Is there any way to get the AST of an entire C++ project or do I need to start from the AST of the main file and navigate through the include directives and produce a separate AST for each source unit?

Thanks.

STiGMa
  • 906
  • 3
  • 11
  • 24

1 Answers1

6

CDT's AST is not designed to scale to an entire project. Once you start getting into the 10000+ LOC range, it's likely to start performing pretty badly.

For cross-file analysis purposes, CDT has an indexer, which parses each file in the project (one at a time), and builds a database of information about the code in the project as a whole (called the index). The index is accessed via the interface IIndex, an instance of which can be obtained (for example) by calling IASTTranslationUnit.getIndex() on any AST.
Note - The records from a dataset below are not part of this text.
//! Virtual path to remote identifier resolution
//!
//! Paths are walked one segment at a time from the account root. Every
//! identifier found on the way is cached, keyed by its absolute path (root
//! prefix included), so later lookups of the same path or any of its
//! ancestors do not touch the store.

use std::sync::Arc;

use dashmap::DashMap;
use tracing::{debug, trace, warn};

use crate::client::{RemoteId, RemoteItem, StorageClient};
use crate::error::{FilenError, Result};

/// Kind of a resolved item
#[derive(Debug, Clone, Copy, PartialEq, Eq)]
pub enum ItemKind {
    File,
    Directory,
}

/// Result of resolving a path
#[derive(Debug, Clone, PartialEq, Eq)]
pub struct Resolved {
    pub id: RemoteId,
    pub kind: ItemKind,
}

impl From<&RemoteItem> for Resolved {
    fn from(item: &RemoteItem) -> Self {
        Self {
            id: item.id().clone(),
            kind: if item.is_dir() {
                ItemKind::Directory
            } else {
                ItemKind::File
            },
        }
    }
}

/// Normalize a slash-delimited path: no leading, trailing or repeated
/// slashes. `.` and `..` segments are rejected.
pub fn normalize(path: &str) -> Result<String> {
    let mut segments = Vec::new();
    for segment in path.split('/').filter(|s| !s.is_empty()) {
        if segment == "." || segment == ".." {
            return Err(FilenError::InvalidPath(format!(
                "relative segment {:?} in {:?}",
                segment, path
            )));
        }
        segments.push(segment);
    }
    Ok(segments.join("/"))
}

/// Join two normalized paths
pub fn join(base: &str, name: &str) -> String {
    match (base.is_empty(), name.is_empty()) {
        (true, _) => name.to_string(),
        (_, true) => base.to_string(),
        _ => format!("{}/{}", base, name),
    }
}

/// Split a normalized path into parent and leaf name
pub fn split_parent(path: &str) -> (&str, &str) {
    match path.rfind('/') {
        Some(idx) => (&path[..idx], &path[idx + 1..]),
        None => ("", path),
    }
}

/// Path resolver with a per-filesystem identifier cache
pub struct PathResolver {
    client: Arc<dyn StorageClient>,
    /// Normalized root prefix
    root: String,
    /// Absolute path -> identifier. The account root lives under "".
    cache: DashMap<String, Resolved>,
}

impl PathResolver {
    pub fn new(client: Arc<dyn StorageClient>, root: &str) -> Result<Self> {
        Ok(Self {
            client,
            root: normalize(root)?,
            cache: DashMap::new(),
        })
    }

    pub fn root(&self) -> &str {
        &self.root
    }

    /// Prefix a caller-relative path with the root
    pub fn absolute(&self, remote: &str) -> Result<String> {
        Ok(join(&self.root, &normalize(remote)?))
    }

    /// Cached identifier for a caller-relative path, if any
    pub fn cached(&self, remote: &str) -> Option<Resolved> {
        let abs = self.absolute(remote).ok()?;
        self.cache.get(&abs).map(|entry| entry.value().clone())
    }

    /// Resolve a caller-relative path to its identifier
    ///
    /// With `create_intermediate`, missing segments (the last one included)
    /// are created as directories instead of failing with `NotFound`.
    pub async fn resolve(&self, remote: &str, create_intermediate: bool) -> Result<Resolved> {
        let abs = self.absolute(remote)?;

        let hit = self.cache.get(&abs).map(|entry| entry.value().clone());
        if let Some(hit) = hit {
            trace!("resolve: cache hit {:?} -> {}", abs, hit.id);
            return Ok(hit);
        }

        let segments: Vec<&str> = abs.split('/').filter(|s| !s.is_empty()).collect();
        let mut current = self.root_id().await?;
        let mut current_path = String::new();

        for (i, segment) in segments.iter().enumerate() {
            let last = i + 1 == segments.len();
            current_path = join(&current_path, segment);

            let hit = self.cache.get(&current_path).map(|entry| entry.value().clone());
            let resolved = match hit {
                Some(hit) => hit,
                None => {
                    let item = match self.client.find_child(&current.id, segment).await? {
                        Some(item) => item,
                        None if create_intermediate => {
                            self.create_segment(&current.id, segment, &current_path)
                                .await?
                        }
                        None => {
                            return Err(FilenError::NotFound(current_path));
                        }
                    };
                    let resolved = Resolved::from(&item);
                    self.cache.insert(current_path.clone(), resolved.clone());
                    resolved
                }
            };

            if !last && resolved.kind == ItemKind::File {
                return Err(FilenError::NotADirectory(current_path));
            }
            current = resolved;
        }

        trace!("resolve: {:?} -> {}", abs, current.id);
        Ok(current)
    }

    /// Resolve a path that must be a directory
    pub async fn resolve_dir(&self, remote: &str, create_intermediate: bool) -> Result<RemoteId> {
        let resolved = self.resolve(remote, create_intermediate).await?;
        match resolved.kind {
            ItemKind::Directory => Ok(resolved.id),
            ItemKind::File => Err(FilenError::NotADirectory(remote.to_string())),
        }
    }

    /// Record an identifier learned outside of `resolve`
    pub fn remember(&self, remote: &str, id: RemoteId, kind: ItemKind) {
        match self.absolute(remote) {
            Ok(abs) => {
                self.cache.insert(abs, Resolved { id, kind });
            }
            Err(e) => trace!("remember: not caching {:?}: {}", remote, e),
        }
    }

    /// Drop the cached identifier for a path
    pub fn invalidate(&self, remote: &str) {
        if let Ok(abs) = self.absolute(remote) {
            self.cache.remove(&abs);
        }
    }

    /// Drop the cached identifiers for a path and everything below it
    pub fn invalidate_recursive(&self, remote: &str) {
        let Ok(abs) = self.absolute(remote) else {
            return;
        };
        if abs.is_empty() {
            self.cache.retain(|k, _| k.is_empty());
            return;
        }
        let prefix = format!("{}/", abs);
        self.cache.retain(|k, _| k != &abs && !k.starts_with(&prefix));
    }

    /// Whether `remote` or any directory on the way to it has a cached
    /// identifier. The account root does not count.
    pub fn cached_along(&self, remote: &str) -> bool {
        let Ok(abs) = self.absolute(remote) else {
            return false;
        };
        let mut prefix = abs.as_str();
        loop {
            if !prefix.is_empty() && self.cache.contains_key(prefix) {
                return true;
            }
            match prefix.rfind('/') {
                Some(idx) => prefix = &prefix[..idx],
                None => return false,
            }
        }
    }

    /// Drop every cached identifier on the way to `remote`, and everything
    /// below it, so the next resolution walks from the account root
    ///
    /// Used when the store reports a cached identifier as gone. The account
    /// root is kept.
    pub fn forget(&self, remote: &str) {
        let Ok(abs) = self.absolute(remote) else {
            return;
        };
        self.invalidate_recursive(remote);
        let mut prefix = abs.as_str();
        while let Some(idx) = prefix.rfind('/') {
            prefix = &prefix[..idx];
            self.cache.remove(prefix);
        }
    }

    async fn root_id(&self) -> Result<Resolved> {
        let hit = self.cache.get("").map(|entry| entry.value().clone());
        if let Some(hit) = hit {
            return Ok(hit);
        }

        let root = self.client.root().await?;
        let resolved = Resolved {
            id: root.id,
            kind: ItemKind::Directory,
        };
        self.cache.insert(String::new(), resolved.clone());
        Ok(resolved)
    }

    /// Create a missing directory segment, tolerating a concurrent creator
    async fn create_segment(
        &self,
        parent: &RemoteId,
        name: &str,
        path: &str,
    ) -> Result<RemoteItem> {
        match self.client.create_directory(parent, name).await {
            Ok(dir) => {
                debug!("created directory {:?}", path);
                Ok(RemoteItem::Directory(dir))
            }
            Err(e) if e.is_already_exists() => {
                warn!("directory {:?} appeared concurrently, using existing", path);
                self.client
                    .find_child(parent, name)
                    .await?
                    .ok_or_else(|| FilenError::NotFound(path.to_string()))
            }
            Err(e) => Err(e),
        }
    }
}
Most code analysis and manipulation use cases fall into one of the following workflows:

  • Just use the index. IIndex gives you a lot to work with, such as:

    • various overloads of findBindings() to find bindings matching a name or name prefix
    • findReferences(binding) to give you all references to a binding
    • findDeclarations(binding) to give you all declarations of a binding


    and many others. This is how editor navigation features like Open Declaration and Call Hierarchy work.

  • Use the index to identify a small set of source files for which you need ASTs, and then parse those. This is how refactorings work. For example, the rename refactoring uses the index to locate uses of the binding being renamed, and then creates ASTs for the files containing those uses to perform the refactoring on.

  • If neither of the above is good enough and you really need AST-level information for every file in the project, create an AST for every file in the project, one at a time, and extract the information you need from each one. This is how the indexer itself works. (Note that, if you choose this option, you don't need to navigate includes to list all the files you need to parse. Instead, you can just enumerate all the files in the project. See PDOMRebuildTask.createDelegate() for an example.)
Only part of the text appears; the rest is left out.